Chemistry and classification
[edit]
Pyrethroids are classified based on their mechanism of biological action, as they do not share a common chemical structure. Many are 2,2-dimethylcyclopropanecarboxylic acid derivatives, like chrysanthemic acid, esterified with an alcohol. However, the cyclopropyl ring does not occur in all pyrethroids. Fenvalerate, which was developed in 1972, is one such example and was the first commercialized pyrethroid without that group.

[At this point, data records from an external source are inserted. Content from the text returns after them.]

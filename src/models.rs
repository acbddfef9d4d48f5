use std::fmt;
use time::OffsetDateTime;

/// Logical position of a sensor
#[derive(Debug, Clone, Copy, PartialEq, Eq)]
pub enum Role {
    Inside,
    Outside,
}

impl Role {
    pub fn name(&self) -> &'static str {
        match self {
            Role::Inside => "Inside",
            Role::Outside => "Outside",
        }
    }
}

impl fmt::Display for Role {
    fn fmt(&self, f: &mut fmt::Formatter<'_>) -> fmt::Result {
        f.write_str(self.name())
    }
}

/// One decoded beacon advertisement
#[derive(Debug, Clone, PartialEq)]
pub struct SensorReading {
    pub mac_address: String,
    pub role: Option<Role>,
    pub battery_level: u16,
    pub rssi: i16,
    pub uptime: u32,
    pub temperature: f64,
    pub humidity: f64,
    pub dew_point: f64,
    pub scanned: OffsetDateTime,
}

impl SensorReading {
    /// Role name, empty when the address matched no configured sensor
    pub fn role_name(&self) -> &'static str {
        self.role.map(|role| role.name()).unwrap_or("")
    }
}

/// Offsets added to the converted raw values of one sensor
#[derive(Debug, Clone, Copy, Default, PartialEq)]
pub struct SensorCalibration {
    pub temperature: f64,
    pub humidity: f64,
}

#[derive(Debug, Clone, PartialEq)]
pub struct SensorIdentity {
    pub mac_address: String,
    pub calibration: SensorCalibration,
}

/// The two configured sensors, looked up in this order when decoding
#[derive(Debug, Clone, PartialEq)]
pub struct SensorIdentities {
    pub inside: SensorIdentity,
    pub outside: SensorIdentity,
}

impl SensorIdentities {
    /// Resolve a rendered address to its role and calibration, inside first
    pub fn resolve(&self, mac_address: &str) -> Option<(Role, SensorCalibration)> {
        if mac_address == self.inside.mac_address {
            Some((Role::Inside, self.inside.calibration))
        } else if mac_address == self.outside.mac_address {
            Some((Role::Outside, self.outside.calibration))
        } else {
            None
        }
    }
}

/// Thresholds driving the fan decision
#[derive(Debug, Clone, Copy, PartialEq)]
pub struct FanConfig {
    /// Minimum dew point difference (°C) that justifies venting
    pub min_diff: f64,
    /// Band (°C) above `min_diff` required before switching on
    pub hysteresis: f64,
    pub min_humidity_inside: f64,
    pub min_temp_inside: f64,
    pub min_temp_outside: f64,
}

/// Why the fan decision came out the way it did
#[derive(Debug, Clone, Copy, PartialEq, Eq, Default)]
pub enum Reason {
    #[default]
    None,
    NoData,
    NotEnoughData,
    DewPointOverHysteresis,
    DewPointUnderHysteresis,
    DewPointInBetween,
    InsideTempTooLow,
    OutsideTempTooLow,
    InsideHumidityTooLow,
    SoftOverrideOn,
    SoftOverrideOff,
    Unknown,
}

impl Reason {
    /// Short operator-facing description
    pub fn name(&self) -> &'static str {
        match self {
            Reason::None => "none",
            Reason::NoData => "no data",
            Reason::NotEnoughData => "not enough data",
            Reason::DewPointOverHysteresis => "dp > hysteresis",
            Reason::DewPointUnderHysteresis => "dp < hysteresis",
            Reason::DewPointInBetween => "dp in between",
            Reason::InsideTempTooLow => "inside temp too low",
            Reason::OutsideTempTooLow => "outside temp too low",
            Reason::InsideHumidityTooLow => "inside hum too low",
            Reason::SoftOverrideOn => "soft override on",
            Reason::SoftOverrideOff => "soft override off",
            Reason::Unknown => "unknown reason",
        }
    }

    /// Stable numeric code reported in the status snapshot
    pub fn code(&self) -> u8 {
        match self {
            Reason::None => 0,
            Reason::NoData => 1,
            Reason::NotEnoughData => 2,
            Reason::DewPointOverHysteresis => 3,
            Reason::DewPointUnderHysteresis => 4,
            Reason::DewPointInBetween => 5,
            Reason::InsideTempTooLow => 6,
            Reason::OutsideTempTooLow => 7,
            Reason::InsideHumidityTooLow => 8,
            Reason::SoftOverrideOn => 9,
            Reason::SoftOverrideOff => 10,
            Reason::Unknown => 11,
        }
    }
}

impl fmt::Display for Reason {
    fn fmt(&self, f: &mut fmt::Formatter<'_>) -> fmt::Result {
        f.write_str(self.name())
    }
}

/// Manual fan override
#[derive(Debug, Clone, Copy, PartialEq, Eq, Default)]
pub enum Override {
    #[default]
    None,
    On,
    Off,
}

impl Override {
    /// Parse the integer wire form: 0 none, 1 on, any other positive value off
    pub fn from_code(code: i64) -> Self {
        match code {
            1 => Override::On,
            c if c > 1 => Override::Off,
            _ => Override::None,
        }
    }

    pub fn code(&self) -> i64 {
        match self {
            Override::None => 0,
            Override::On => 1,
            Override::Off => 2,
        }
    }
}

/// Outcome of one decision tick
#[derive(Debug, Clone, Copy, PartialEq, Default)]
pub struct FanDecision {
    pub should_be_on: bool,
    /// Sensed fan state, filled in by the actuation side
    pub is_on: bool,
    pub reason: Reason,
    /// Inside minus outside dew point of the readings the decision used
    pub dew_point_diff: Option<f64>,
}

#[cfg(test)]
mod tests {
    use super::*;

    fn identities() -> SensorIdentities {
        SensorIdentities {
            inside: SensorIdentity {
                mac_address: "AA:AA:AA:AA:AA:AA".to_string(),
                calibration: SensorCalibration {
                    temperature: 0.5,
                    humidity: 1.0,
                },
            },
            outside: SensorIdentity {
                mac_address: "BB:BB:BB:BB:BB:BB".to_string(),
                calibration: SensorCalibration {
                    temperature: -0.5,
                    humidity: -1.0,
                },
            },
        }
    }

    #[test]
    fn resolve_matches_each_role() {
        let ids = identities();
        assert_eq!(
            ids.resolve("AA:AA:AA:AA:AA:AA").map(|(role, _)| role),
            Some(Role::Inside)
        );
        let (role, cal) = ids.resolve("BB:BB:BB:BB:BB:BB").unwrap();
        assert_eq!(role, Role::Outside);
        assert_eq!(cal.temperature, -0.5);
        assert!(ids.resolve("CC:CC:CC:CC:CC:CC").is_none());
    }

    #[test]
    fn resolve_prefers_inside_when_misconfigured() {
        let mut ids = identities();
        ids.outside.mac_address = ids.inside.mac_address.clone();
        let (role, cal) = ids.resolve("AA:AA:AA:AA:AA:AA").unwrap();
        assert_eq!(role, Role::Inside);
        assert_eq!(cal.temperature, 0.5);
    }

    #[test]
    fn resolve_is_case_sensitive() {
        assert!(identities().resolve("aa:aa:aa:aa:aa:aa").is_none());
    }

    #[test]
    fn override_codes() {
        assert_eq!(Override::from_code(0), Override::None);
        assert_eq!(Override::from_code(-3), Override::None);
        assert_eq!(Override::from_code(1), Override::On);
        assert_eq!(Override::from_code(2), Override::Off);
        assert_eq!(Override::from_code(7), Override::Off);
        assert_eq!(Override::Off.code(), 2);
    }

    #[test]
    fn reason_names_and_codes_are_distinct() {
        let all = [
            Reason::None,
            Reason::NoData,
            Reason::NotEnoughData,
            Reason::DewPointOverHysteresis,
            Reason::DewPointUnderHysteresis,
            Reason::DewPointInBetween,
            Reason::InsideTempTooLow,
            Reason::OutsideTempTooLow,
            Reason::InsideHumidityTooLow,
            Reason::SoftOverrideOn,
            Reason::SoftOverrideOff,
            Reason::Unknown,
        ];
        for (i, a) in all.iter().enumerate() {
            assert_eq!(a.code() as usize, i);
            for b in &all[i + 1..] {
                assert_ne!(a.name(), b.name());
            }
        }
        assert_eq!(Reason::DewPointInBetween.to_string(), "dp in between");
    }
}
use log::{error, warn};
use openssl::ssl::{SslConnector, SslMethod, SslVerifyMode};
use postgres_openssl::MakeTlsConnector;
use tokio::time::Duration;
use url::Url;

const MAX_RETRIES: usize = 5;
const WAIT_BETWEEN_RETRIES: u64 = 5;

pub fn create_ssl_connector(sslrootcert_path: &str) -> Result<MakeTlsConnector, String> {
    let mut builder =
        SslConnector::builder(SslMethod::tls()).map_err(|e| format!("SSL builder error: {}", e))?;

    builder
        .set_ca_file(sslrootcert_path)
        .map_err(|e| format!("Error loading CA cert: {}", e))?;

    builder.set_verify(SslVerifyMode::PEER);

    Ok(MakeTlsConnector::new(builder.build()))
}

/// Split the `sslrootcert` query parameter off a connection URL
///
/// tokio-postgres rejects unknown parameters, so the CA path is taken out and
/// the remaining query is kept in its original order.
///
/// # Returns
/// (connection URL without sslrootcert, CA certificate path)
pub fn split_sslrootcert(database_url: &str) -> Result<(String, String), String> {
    let url = Url::parse(database_url).map_err(|e| format!("URL parse error: {}", e))?;

    let mut sslrootcert_path = None;
    let mut clean_params = Vec::new();
    for (key, value) in url.query_pairs() {
        if key == "sslrootcert" {
            sslrootcert_path = Some(value.to_string());
        } else {
            clean_params.push((key.into_owned(), value.into_owned()));
        }
    }

    let sslrootcert_path = sslrootcert_path.ok_or("sslrootcert parameter missing")?;

    let mut clean_url = url.clone();
    clean_url.set_query(None);
    if !clean_params.is_empty() {
        let query = clean_params
            .iter()
            .map(|(k, v)| format!("{}={}", k, v))
            .collect::<Vec<_>>()
            .join("&");
        clean_url.set_query(Some(&query));
    }

    Ok((clean_url.to_string(), sslrootcert_path))
}

pub async fn execute_with_retry<F, Fut>(database_url: &str, operation: F) -> Result<(), String>
where
    F: Fn(tokio_postgres::Client) -> Fut + Send + Sync,
    Fut: std::future::Future<Output = Result<u64, tokio_postgres::Error>> + Send,
{
    // A malformed URL will not get better by retrying
    let (clean_database_url, sslrootcert_path) = split_sslrootcert(database_url)?;

    for attempt in 0..MAX_RETRIES {
        let connector = match create_ssl_connector(&sslrootcert_path) {
            Ok(c) => c,
            Err(e) => {
                error!("Attempt {}: SSL connector error: {}", attempt + 1, e);
                continue;
            }
        };

        match tokio_postgres::connect(&clean_database_url, connector).await {
            Ok((client, connection)) => {
                tokio::spawn(async move {
                    if let Err(e) = connection.await {
                        error!("Connection error: {}", e);
                    }
                });

                match operation(client).await {
                    Ok(_) => return Ok(()),
                    Err(e) => error!("Attempt {}: Query error: {}", attempt + 1, e),
                }
            }
            Err(e) => error!("Attempt {}: Connection error: {}", attempt + 1, e),
        }

        if attempt < MAX_RETRIES - 1 {
            warn!("Retrying in {} seconds", WAIT_BETWEEN_RETRIES);
            tokio::time::sleep(Duration::from_secs(WAIT_BETWEEN_RETRIES)).await;
        }
    }

    Err("Max retries exceeded".into())
}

Pyrethroids which lack an α-cyano group are often classified as type I pyrethroids and those with it are called type II pyrethroids. Pyrethroids that have a common name starting with "cy" have a cyano group and are type II. Fenvalerate also contains an α-cyano group.
Some pyrethroids, like etofenprox, also lack the ester bond found in most other pyrethroids and have an ether bond in its place. Silafluofen is also classified as a pyrethroid and has a silicon atom in the place of the ester. Pyrethroids often have chiral centers and only certain stereoisomers work efficiently as insecticides.[8]
Examples
[edit]- Allethrin, the first pyrethroid synthesized
- Bifenthrin, active ingredient of Talstar, Capture, Ortho Home Defense Max, and Bifenthrine
- Cyfluthrin, an active ingredient in Baygon, Temprid, Fumakilla Vape Aerosol, Tempo SC, and many more, dichlorovinyl derivative of pyrethrin
- Cypermethrin, including the resolved isomer alpha-cypermethrin, dichlorovinyl derivative of pyrethrin. Commonly found in crawling insect killers and some mosquito sprays.
- Cyphenothrin, active ingredient of K2000 Insect spray sold in Israel. Mostly used in some aerosols as a Cypermethrin substitute in developing countries.
- Deltamethrin, dibromovinyl derivative of pyrethrin
- Dimefluthrin
- Esfenvalerate
- Etofenprox
- Fenpropathrin
- Fenvalerate
- Flucythrinate
- Flumethrin
- Imiprothrin
- lambda-Cyhalothrin
- Metofluthrin
- Permethrin, dichlorovinyl derivative of pyrethrin and most widely used pyrethroid.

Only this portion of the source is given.